Cristóbal Tauler (19 October 1894 – 25 March 1955) was a Spanish sports shooter. He competed in the 50 m rifle event at the 1948 Summer Olympics. Tauler died in Madrid on 25 March 1955, at the age of 60.

He was the first Mallorcan to win the title of World Champion, in this case in the discipline of Olympic Shooting. Although born in Palma de Mallorca (Spain) in 1893, Cristóbal Tauler Alós, a police inspector by profession, spent part of his life in Felanitx, where he married.

In 1918, 1919, and 1920, he was the Mallorca Champion in rifle shooting at 200 meters and in short-barreled military firearms at 30 and 25 meters, respectively. A General Inspector of Police and Weapons Instructor at the Madrid Police Academy, in 1921 he earned the title of National Master Shooter in rifle shooting at 200 meters and the Diploma of First Category Shooter in short-barreled military firearms at 25 meters. The following year, he was proclaimed Spanish Champion in speed shooting with a short-barreled military firearm at 25 meters in Santander.

In 1923, he again became Spanish Champion in the 50-meter free-range rifle event and won the individual gold medal in the international team shooting competition for military teams from Spain, France, Italy, and Portugal.
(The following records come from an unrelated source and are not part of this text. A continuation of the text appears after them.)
use crate::model::{Availability, DayOfWeek};
use crate::validator::util;
use chrono::{Days, NaiveDateTime};
use serde::Serialize;
use tracing::{debug, warn};

/// Options de projection des créneaux réservables
#[derive(Debug, Clone, Copy)]
pub struct SlotOptions {
    pub horizon_days: u32,
}

impl Default for SlotOptions {
    fn default() -> Self {
        Self { horizon_days: 7 }
    }
}

/// Créneau concret proposé aux clients, `[start, end)` en heure locale de l'avocat.
#[derive(Debug, Clone, PartialEq, Eq, Serialize)]
pub struct BookableSlot {
    pub start: NaiveDateTime,
    pub end: NaiveDateTime,
}

/// Projette les créneaux hebdomadaires sur `horizon_days` jours à partir de `now`.
///
/// Une date couverte par une exception « toute la journée » ne produit rien ;
/// un créneau déjà commencé ou chevauché par une exception horaire est écarté.
/// Un créneau stocké avec `start >= end` (fichier édité à la main) est ignoré.
pub fn bookable_slots(
    availability: &Availability,
    now: NaiveDateTime,
    opts: SlotOptions,
) -> Vec<BookableSlot> {
    let today = now.date();
    let mut out = Vec::new();

    for offset in 0..opts.horizon_days {
        let Some(date) = today.checked_add_days(Days::new(u64::from(offset))) else {
            break;
        };
        let overrides: Vec<_> = availability.overrides_on(date).collect();
        if overrides.iter().any(|o| o.is_all_day) {
            debug!(%date, "date blocked all day");
            continue;
        }

        for slot in availability.weekly_on(DayOfWeek::of(date)) {
            if slot.start >= slot.end {
                warn!(
                    id = slot.id.as_str(),
                    start = %slot.start,
                    end = %slot.end,
                    "malformed weekly slot skipped"
                );
                continue;
            }
            let start = date.and_time(slot.start.as_naive());
            let end = date.and_time(slot.end.as_naive());
            if start <= now {
                continue;
            }
            let blocked = overrides.iter().filter_map(|o| o.bounds()).any(|(o_start, o_end)| {
                util::overlaps(
                    start,
                    end,
                    date.and_time(o_start.as_naive()),
                    date.and_time(o_end.as_naive()),
                )
            });
            if !blocked {
                out.push(BookableSlot { start, end });
            }
        }
    }

    out.sort_by_key(|s| s.start);
    out
}

#[cfg(test)]
mod tests {
    use super::*;
    use crate::model::{DateOverride, LawyerId, TimeOfDay, WeeklySlot};
    use chrono::NaiveDate;

    fn t(s: &str) -> TimeOfDay {
        s.parse().unwrap()
    }

    fn date(d: u32) -> NaiveDate {
        NaiveDate::from_ymd_opt(2024, 6, d).unwrap()
    }

    // 2024-06-03 est un lundi
    fn sample() -> Availability {
        let mut a = Availability::new(LawyerId::new("l-1"));
        for day in 0..5 {
            let dow = DayOfWeek::new(day).unwrap();
            a.weekly.push(WeeklySlot::new(dow, t("09:00"), t("10:00")).unwrap());
            a.weekly.push(WeeklySlot::new(dow, t("14:00"), t("15:00")).unwrap());
        }
        a
    }

    #[test]
    fn projects_one_week_of_weekdays() {
        let now = date(2).and_hms_opt(20, 0, 0).unwrap(); // dimanche soir
        let slots = bookable_slots(&sample(), now, SlotOptions::default());
        assert_eq!(slots.len(), 10);
        assert_eq!(slots[0].start, date(3).and_hms_opt(9, 0, 0).unwrap());
        assert!(slots.windows(2).all(|w| w[0].start <= w[1].start));
    }

    #[test]
    fn skips_started_slots() {
        let now = date(3).and_hms_opt(9, 0, 0).unwrap();
        let slots = bookable_slots(&sample(), now, SlotOptions { horizon_days: 1 });
        assert_eq!(
            slots,
            vec![BookableSlot {
                start: date(3).and_hms_opt(14, 0, 0).unwrap(),
                end: date(3).and_hms_opt(15, 0, 0).unwrap(),
            }]
        );
    }

    #[test]
    fn overrides_remove_slots() {
        let mut a = sample();
        a.overrides.push(DateOverride::all_day(date(4), None));
        a.overrides
            .push(DateOverride::timed(date(5), t("09:30"), t("11:00"), None).unwrap());
        // adjacent : ne bloque pas
        a.overrides
            .push(DateOverride::timed(date(6), t("15:00"), t("16:00"), None).unwrap());

        let now = date(3).and_hms_opt(0, 0, 0).unwrap();
        let slots = bookable_slots(&a, now, SlotOptions { horizon_days: 4 });
        let starts: Vec<String> = slots
            .iter()
            .map(|s| s.start.format("%d %H:%M").to_string())
            .collect();
        assert_eq!(starts, vec!["03 09:00", "03 14:00", "05 14:00", "06 09:00", "06 14:00"]);
    }

    #[test]
    fn inverted_stored_slot_is_skipped() {
        let mut a = Availability::new(LawyerId::new("l-1"));
        let mut inverted =
            WeeklySlot::new(DayOfWeek::new(0).unwrap(), t("09:00"), t("12:00")).unwrap();
        inverted.start = t("12:00");
        inverted.end = t("09:00");
        a.weekly.push(inverted);
        a.weekly
            .push(WeeklySlot::new(DayOfWeek::new(0).unwrap(), t("14:00"), t("15:00")).unwrap());

        let now = date(3).and_hms_opt(0, 0, 0).unwrap();
        let slots = bookable_slots(&a, now, SlotOptions { horizon_days: 1 });
        assert_eq!(slots.len(), 1);
        assert!(slots.iter().all(|s| s.start < s.end));
    }

    #[test]
    fn zero_horizon_is_empty() {
        let now = date(3).and_hms_opt(0, 0, 0).unwrap();
        assert!(bookable_slots(&sample(), now, SlotOptions { horizon_days: 0 }).is_empty());
    }
}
In 1924, he participated in the Paris Olympics. At the 1927 World Championships in Rome, Italy, he won the team bronze medal in the 300-meter free-range rifle event.

In 1928, he participated in the Amsterdam Olympics and achieved fifth place in the team competition. 1929 would be his best year, as he became Spanish Champion and subsequently World Champion in the 300-meter free-range rifle event in Stockholm, Sweden. In 1933, he again became Spanish Champion in the 200-meter rifle event and runner-up in the World Championships of Olympic Shooting held in Granada. In 1948, he participated in the London Olympics.